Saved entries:
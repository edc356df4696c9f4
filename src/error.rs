//! Typed error types for the vdiff render engine.
//!
//! [`RenderError`] never leaves a backend renderer: the per-backend boundary
//! in [`crate::renderer`] turns it into a placeholder raster. The other types
//! are returned to callers of the cache and the coordinator.

use std::path::PathBuf;
use thiserror::Error;

use crate::raster::RasterSize;
use vdiff_process::ProcessError;

/// Failure inside a single backend render.
#[derive(Debug, Error)]
pub enum RenderError {
    /// The rasterizer output (or reference image) is missing or cannot be decoded.
    #[error("Invalid image: {}", path.display())]
    InvalidImage {
        path: PathBuf,
        #[source]
        source: image::ImageError,
    },

    /// The external rasterizer could not be run to completion.
    #[error(transparent)]
    Process(#[from] ProcessError),

    /// The document asks for a raster too large to allocate.
    #[error("Image too large: {size} exceeds {limit} bytes")]
    TooLarge { size: RasterSize, limit: u64 },

    /// The temporary output file could not be created.
    #[error("I/O error on '{}': {source}", path.display())]
    Io {
        path: PathBuf,
        #[source]
        source: std::io::Error,
    },
}

/// Failure reading or writing the persistent render cache.
#[derive(Debug, Error)]
pub enum CacheError {
    #[error("Failed to create cache directory '{}': {source}", path.display())]
    CreateDir {
        path: PathBuf,
        #[source]
        source: std::io::Error,
    },

    #[error("Failed to write cache entry '{}': {source}", path.display())]
    Write {
        path: PathBuf,
        #[source]
        source: image::ImageError,
    },

    #[error("Failed to clear cache directory '{}': {source}", path.display())]
    Clear {
        path: PathBuf,
        #[source]
        source: std::io::Error,
    },
}

/// Reasons a render pass refuses to start.
#[derive(Debug, Error)]
pub enum CoordinatorError {
    /// A previous pass has not emitted its completion signal yet.
    #[error("A render pass is already in progress")]
    Busy,

    /// The working directory for rasterizer output is missing and cannot be created.
    #[error("Working directory '{}' is unavailable: {source}", path.display())]
    WorkDir {
        path: PathBuf,
        #[source]
        source: std::io::Error,
    },
}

* [Task statement] Down to the last line, repeat the data exactly.

* [Exercise response]
repository edc356df4696c9f4
filename src/error.rs
//! Typed error types for the vdiff render engine.
//!
//! [`RenderError`] never leaves a backend renderer: the per-backend boundary
//! in [`crate::renderer`] turns it into a placeholder raster. The other types
//! are returned to callers of the cache and the coordinator.

use std::path::PathBuf;
use thiserror::Error;

use crate::raster::RasterSize;
use vdiff_process::ProcessError;

/// Failure inside a single backend render.
#[derive(Debug, Error)]
pub enum RenderError {
    /// The rasterizer output (or reference image) is missing or cannot be decoded.
    #[error("Invalid image: {}", path.display())]
    InvalidImage {
        path: PathBuf,
        #[source]
        source: image::ImageError,
    },

    /// The external rasterizer could not be run to completion.
    #[error(transparent)]
    Process(#[from] ProcessError),

    /// The document asks for a raster too large to allocate.
    #[error("Image too large: {size} exceeds {limit} bytes")]
    TooLarge { size: RasterSize, limit: u64 },

    /// The temporary output file could not be created.
    #[error("I/O error on '{}': {source}", path.display())]
    Io {
        path: PathBuf,
        #[source]
        source: std::io::Error,
    },
}

/// Failure reading or writing the persistent render cache.
#[derive(Debug, Error)]
pub enum CacheError {
    #[error("Failed to create cache directory '{}': {source}", path.display())]
    CreateDir {
        path: PathBuf,
        #[source]
        source: std::io::Error,
    },

    #[error("Failed to write cache entry '{}': {source}", path.display())]
    Write {
        path: PathBuf,
        #[source]
        source: image::ImageError,
    },

    #[error("Failed to clear cache directory '{}': {source}", path.display())]
    Clear {
        path: PathBuf,
        #[source]
        source: std::io::Error,
    },
}

/// Reasons a render pass refuses to start.
#[derive(Debug, Error)]
pub enum CoordinatorError {
    /// A previous pass has not emitted its completion signal yet.
    #[error("A render pass is already in progress")]
    Busy,

    /// The working directory for rasterizer output is missing and cannot be created.
    #[error("Working directory '{}' is unavailable: {source}", path.display())]
    WorkDir {
        path: PathBuf,
        #[source]
        source: std::io::Error,
    },
}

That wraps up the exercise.